To track quality of care, CMS publishes the Child Core Set. It provides data on the percentage of children in each state who are covered by Medicaid/CHIP, receive certain services (such as immunizations), or have certain health outcomes (such as low birth weight). To do. Previous year's course. Measures are grouped into the areas of primary care access and preventive care, acute and chronic disease care, behavioral health, dental and oral services, and maternal and perinatal health. (Country reporting was voluntary for the most recent 2022 data, but became mandatory in 2024.)
If you are familiar with the 2020 data we previously posted, you will notice that the 2022 base set includes some important new metrics.
- Children and adolescents between the ages of 15 and 30 months and ages 3 to 21 visit.
- Get 10 influenza and combination vaccines immunized by your child's 2nd birthday
- Follow-up after emergency department visits for alcohol and other drug abuse or dependence (ages 13-17); Follow-up after emergency department visits and hospitalizations for mental illness and intentional self-harm (ages 6-17)
- Oral evaluation and dental services (up to age 20), topical fluoride (up to age 20), and sealants on at least one and all four first permanent molars
- Low-risk caesarean delivery
You can flip through the graphs below for an overview of how each state is approaching these new measures, or visit the state data hub to see data for all measures reported by states. If you would like to learn more about quality metrics, check out the Medicaid Learning Lab webinar on the topic.

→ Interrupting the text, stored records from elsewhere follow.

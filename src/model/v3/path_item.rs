use super::{Operation, Server};
use crate::error::Result;
use crate::index::SpecIndex;
use crate::model::labels::{
    DELETE_LABEL, DESCRIPTION_LABEL, GET_LABEL, HEAD_LABEL, OPTIONS_LABEL, PATCH_LABEL,
    POST_LABEL, PUT_LABEL, SERVERS_LABEL, SUMMARY_LABEL, TRACE_LABEL,
};
use crate::model::{
    extract_array, extract_extensions, extract_field, extract_object, Buildable, Extensions,
    HasExtensions, Node, NodeReference, ValueReference,
};
use std::sync::Arc;

/// The operations available on a single path.
#[derive(Debug, Clone, Default)]
pub struct PathItem {
    pub summary: Option<NodeReference<String>>,
    pub description: Option<NodeReference<String>>,
    pub get: Option<NodeReference<Operation>>,
    pub put: Option<NodeReference<Operation>>,
    pub post: Option<NodeReference<Operation>>,
    pub delete: Option<NodeReference<Operation>>,
    pub options: Option<NodeReference<Operation>>,
    pub head: Option<NodeReference<Operation>>,
    pub patch: Option<NodeReference<Operation>>,
    pub trace: Option<NodeReference<Operation>>,
    pub servers: Option<NodeReference<Vec<ValueReference<Server>>>>,
    pub extensions: Extensions,
}

impl PathItem {
    /// Every operation slot paired with its method name, in method order.
    pub fn operation_slots(&self) -> [(&'static str, Option<&NodeReference<Operation>>); 8] {
        [
            (GET_LABEL, self.get.as_ref()),
            (PUT_LABEL, self.put.as_ref()),
            (POST_LABEL, self.post.as_ref()),
            (DELETE_LABEL, self.delete.as_ref()),
            (OPTIONS_LABEL, self.options.as_ref()),
            (HEAD_LABEL, self.head.as_ref()),
            (PATCH_LABEL, self.patch.as_ref()),
            (TRACE_LABEL, self.trace.as_ref()),
        ]
    }

    /// Defined operations with their method names, in method order.
    pub fn operations(&self) -> impl Iterator<Item = (&'static str, &NodeReference<Operation>)> {
        self.operation_slots()
            .into_iter()
            .filter_map(|(method, op)| op.map(|op| (method, op)))
    }
}

impl Buildable for PathItem {
    fn build(&mut self, root: &Arc<Node>, idx: &SpecIndex) -> Result<()> {
        self.summary = extract_field(SUMMARY_LABEL, root)?;
        self.description = extract_field(DESCRIPTION_LABEL, root)?;
        self.extensions = extract_extensions(root);
        self.get = extract_object(GET_LABEL, root, idx)?;
        self.put = extract_object(PUT_LABEL, root, idx)?;
        self.post = extract_object(POST_LABEL, root, idx)?;
        self.delete = extract_object(DELETE_LABEL, root, idx)?;
        self.options = extract_object(OPTIONS_LABEL, root, idx)?;
        self.head = extract_object(HEAD_LABEL, root, idx)?;
        self.patch = extract_object(PATCH_LABEL, root, idx)?;
        self.trace = extract_object(TRACE_LABEL, root, idx)?;
        self.servers = extract_array(SERVERS_LABEL, root, idx)?;
        Ok(())
    }
}

impl HasExtensions for PathItem {
    fn extensions(&self) -> &Extensions {
        &self.extensions
    }
}
//! Swagger 2.0 objects.

mod header;
mod operation;
mod paths;
mod security;
mod swagger;

pub use header::{Constraints, Header, Items};
pub use operation::Operation;
pub use paths::{PathItem, Paths};
pub use security::{Scopes, SecurityScheme};
pub use swagger::Swagger;

/// Security requirements have the same shape in every version.
pub use super::v3::SecurityRequirement;
//! Server and server variable comparison.

use super::extensions::{compare_extensions, ExtensionChanges};
use crate::diff::checks::{
    check_properties, check_scalar_list, compare_keyed_objects, flatten_low_level_map, key_list_by,
    PropertyCheck,
};
use crate::diff::{count_breaking_changes, Change, Changed, PropertyChanges};
use crate::model::labels::{DEFAULT_LABEL, DESCRIPTION_LABEL, ENUM_LABEL};
use crate::model::v3::{Server, ServerVariable};
use crate::model::{NodeReference, ReferenceMap, ValueReference};
use indexmap::IndexMap;
use serde::Serialize;

/// Changes to one server variable.
#[derive(Debug, Clone, Serialize)]
pub struct ServerVariableChanges {
    #[serde(flatten)]
    pub property_changes: PropertyChanges,
    pub extension_changes: Option<ExtensionChanges>,
}

impl Changed for ServerVariableChanges {
    fn total_changes(&self) -> usize {
        self.property_changes.total_changes() + self.extension_changes.total_changes()
    }

    fn total_breaking_changes(&self) -> usize {
        self.property_changes.total_breaking_changes()
    }
}

/// Changes to one server, matched by URL on both sides.
#[derive(Debug, Clone, Serialize)]
pub struct ServerChanges {
    #[serde(flatten)]
    pub property_changes: PropertyChanges,
    pub variable_changes: IndexMap<String, ServerVariableChanges>,
    pub extension_changes: Option<ExtensionChanges>,
}

impl Changed for ServerChanges {
    fn total_changes(&self) -> usize {
        self.property_changes.total_changes()
            + self.variable_changes.total_changes()
            + self.extension_changes.total_changes()
    }

    fn total_breaking_changes(&self) -> usize {
        self.property_changes.total_breaking_changes() + self.variable_changes.total_breaking_changes()
    }
}

/// Changes to a server list.
#[derive(Debug, Clone, Serialize)]
pub struct ServersChanges {
    /// Servers added or removed, keyed by URL.
    pub changes: Vec<Change>,
    pub server_changes: IndexMap<String, ServerChanges>,
}

impl Changed for ServersChanges {
    fn total_changes(&self) -> usize {
        self.changes.len() + self.server_changes.total_changes()
    }

    fn total_breaking_changes(&self) -> usize {
        count_breaking_changes(&self.changes) + self.server_changes.total_breaking_changes()
    }
}

fn compare_server_variable(
    left: &ServerVariable,
    right: &ServerVariable,
) -> Option<ServerVariableChanges> {
    let mut changes = Vec::new();
    check_properties(
        &[
            PropertyCheck::fields(DEFAULT_LABEL, &left.default, &right.default, true),
            PropertyCheck::fields(DESCRIPTION_LABEL, &left.description, &right.description, false),
        ],
        &mut changes,
    );
    check_scalar_list(
        ENUM_LABEL,
        left.enum_values.as_ref(),
        right.enum_values.as_ref(),
        &mut changes,
        false,
        true,
    );
    let report = ServerVariableChanges {
        property_changes: PropertyChanges::new(changes),
        extension_changes: compare_extensions(&left.extensions, &right.extensions),
    };
    (report.total_changes() > 0).then_some(report)
}

fn compare_server(left: &Server, right: &Server) -> Option<ServerChanges> {
    let mut changes = Vec::new();
    check_properties(
        &[PropertyCheck::fields(DESCRIPTION_LABEL, &left.description, &right.description, false)],
        &mut changes,
    );

    let empty = ReferenceMap::new();
    let l = flatten_low_level_map(left.variables.as_ref().map_or(&empty, |v| &v.value));
    let r = flatten_low_level_map(right.variables.as_ref().map_or(&empty, |v| &v.value));
    let variable_changes =
        compare_keyed_objects(&l, &r, &mut changes, false, true, compare_server_variable);

    let report = ServerChanges {
        property_changes: PropertyChanges::new(changes),
        variable_changes,
        extension_changes: compare_extensions(&left.extensions, &right.extensions),
    };
    (report.total_changes() > 0).then_some(report)
}

fn server_url(server: &Server) -> String {
    server.url.as_ref().map(|u| u.value.clone()).unwrap_or_default()
}

/// Compare two server lists, matching servers by URL.
///
/// A removed server, removed variable, changed variable default or removed
/// enum value is breaking. Additions never are.
#[must_use]
pub fn compare_servers(
    left: Option<&NodeReference<Vec<ValueReference<Server>>>>,
    right: Option<&NodeReference<Vec<ValueReference<Server>>>>,
) -> Option<ServersChanges> {
    let empty = Vec::new();
    let l = key_list_by(left.map_or(&empty, |s| &s.value), server_url);
    let r = key_list_by(right.map_or(&empty, |s| &s.value), server_url);

    let mut changes = Vec::new();
    let server_changes = compare_keyed_objects(&l, &r, &mut changes, false, true, compare_server);
    let report = ServersChanges {
        changes,
        server_changes,
    };
    (report.total_changes() > 0).then_some(report)
}

#[cfg(test)]
mod tests {
    use super::*;
    use crate::diff::changes::test_support::build_document;
    use crate::diff::ChangeType;

    fn compare(left: &str, right: &str) -> Option<ServersChanges> {
        let left = build_document(&format!("openapi: 3.0.3\nservers:\n{left}"));
        let right = build_document(&format!("openapi: 3.0.3\nservers:\n{right}"));
        compare_servers(left.servers.as_ref(), right.servers.as_ref())
    }

    #[test]
    fn test_server_added_and_removed() {
        let report = compare("  - url: https://a.io\n", "  - url: https://b.io\n").unwrap();
        assert_eq!(report.total_changes(), 2);
        assert_eq!(report.total_breaking_changes(), 1);
        assert_eq!(report.changes[0].change_type, ChangeType::ObjectRemoved);
        assert!(report.changes[0].breaking);
        assert!(!report.changes[1].breaking);
    }

    #[test]
    fn test_variable_default_change_is_breaking() {
        let left = "  - url: https://{env}.io\n    variables:\n      env:\n        default: prod\n        enum: [prod, dev]\n";
        let right = "  - url: https://{env}.io\n    variables:\n      env:\n        default: dev\n        enum: [dev, test]\n";
        let report = compare(left, right).unwrap();

        let env = &report.server_changes["https://{env}.io"].variable_changes["env"];
        assert!(env.property_changes.find(DEFAULT_LABEL).unwrap().breaking);
        assert_eq!(env.total_changes(), 3);
        assert_eq!(report.total_breaking_changes(), 2);
    }

    #[test]
    fn test_description_only_is_not_breaking() {
        let report = compare(
            "  - url: https://a.io\n    description: one\n",
            "  - url: https://a.io\n    description: two\n",
        )
        .unwrap();
        assert_eq!(report.total_changes(), 1);
        assert_eq!(report.total_breaking_changes(), 0);
    }
}
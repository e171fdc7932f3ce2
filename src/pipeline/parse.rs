//! Parse and build stage.

use crate::config::{BuildConfig, Validatable};
use crate::error::{ErrorContext, OasError, ParseErrorKind, Result};
use crate::index::SpecIndex;
use crate::model::v2::Swagger;
use crate::model::v3::Document;
use crate::model::Node;
use crate::parsers::{declared_version, detect_spec_version, parse_document, parse_document_str, SpecVersion};
use std::path::Path;
use std::sync::Arc;

/// A built document of whichever version the source declared.
#[derive(Debug, Clone)]
pub enum BuiltDocument {
    OpenApi3(Document),
    Swagger2(Swagger),
}

impl BuiltDocument {
    /// The index the document was built with.
    #[must_use]
    pub fn index(&self) -> &Arc<SpecIndex> {
        match self {
            Self::OpenApi3(doc) => &doc.index,
            Self::Swagger2(doc) => &doc.index,
        }
    }

    #[must_use]
    pub fn path_count(&self) -> usize {
        match self {
            Self::OpenApi3(doc) => doc.path_count(),
            Self::Swagger2(doc) => doc.path_count(),
        }
    }

    /// The OpenAPI 3.x document, if this is one.
    #[must_use]
    pub const fn as_openapi3(&self) -> Option<&Document> {
        match self {
            Self::OpenApi3(doc) => Some(doc),
            Self::Swagger2(_) => None,
        }
    }

    /// The Swagger 2.0 document, if this is one.
    #[must_use]
    pub const fn as_swagger2(&self) -> Option<&Swagger> {
        match self {
            Self::Swagger2(doc) => Some(doc),
            Self::OpenApi3(_) => None,
        }
    }

    /// Unwrap into an OpenAPI 3.x document, or fail with the version found.
    pub fn into_openapi3(self) -> Result<Document> {
        match self {
            Self::OpenApi3(doc) => Ok(doc),
            Self::Swagger2(doc) => Err(unsupported(
                doc.version.map(|v| v.value),
                "3.0, 3.1",
            )),
        }
    }
}

fn unsupported(version: Option<String>, supported: &str) -> OasError {
    OasError::parse(
        "detecting specification version",
        ParseErrorKind::UnsupportedVersion {
            version: version.unwrap_or_else(|| "none".to_string()),
            supported: supported.to_string(),
        },
    )
}

fn build_from_root(root: Arc<Node>, config: &BuildConfig) -> Result<BuiltDocument> {
    if let Some(first) = config.validate().into_iter().next() {
        return Err(OasError::validation(format!("build configuration: {first}")));
    }
    let version = detect_spec_version(&root);
    let built = match version {
        SpecVersion::OpenApi30 | SpecVersion::OpenApi31 => {
            BuiltDocument::OpenApi3(Document::build_from_root(root, config)?)
        }
        SpecVersion::Swagger20 => BuiltDocument::Swagger2(Swagger::build_from_root(root, config)?),
        SpecVersion::Unknown => {
            return Err(unsupported(declared_version(&root), "3.0, 3.1, 2.0"));
        }
    };

    tracing::info!(
        "Built {} document: {} paths, {} references",
        version,
        built.path_count(),
        built.index().reference_count()
    );
    Ok(built)
}

/// Parse and build a document from text.
pub fn build_document_str(content: &str, config: &BuildConfig) -> Result<BuiltDocument> {
    let root = parse_document_str(content)?;
    build_from_root(root, config)
}

/// Read, parse and build a document file.
pub fn build_document(path: &Path, config: &BuildConfig) -> Result<BuiltDocument> {
    tracing::info!("Building document: {:?}", path);
    let root = parse_document(path)?;
    build_from_root(root, config).with_context(|| format!("building {}", path.display()))
}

Here are some tips and tricks for reading and interpreting this high-quality data.
- Data is based on quartiles… Each state’s performance is ranked from best to worst and grouped into four buckets. The worst 25%, the group between 25%.th Percentile and median (midpoint), groups between median and 75th percentile, and the highest 25%. The number of stars for each major state corresponds to the quartile it falls in (lower states have 1 star, higher states have 4 stars).
- …But star rankings aren’t everything. It's one thing to say we're doing well compared to other states, but it's another thing to actually do well in providing the services our children need. For example, a state may score four stars for vaccination rates compared to other states. However, even if only half of a state's children are vaccinated, there may still be room for improvement. Consider both star rankings and state performance rates.
- Not all states are reporting all measures (yet). This means that these data may not be very useful if your state does not report many measures (measures that are not reported will be marked with an “NR” for “not reported”). ” or “DS” for “Data Suppression”). This also means that sample sizes vary from measurement to measurement and states are not always compared to other regions of the country.
- Switch between graph or table view According to your needs!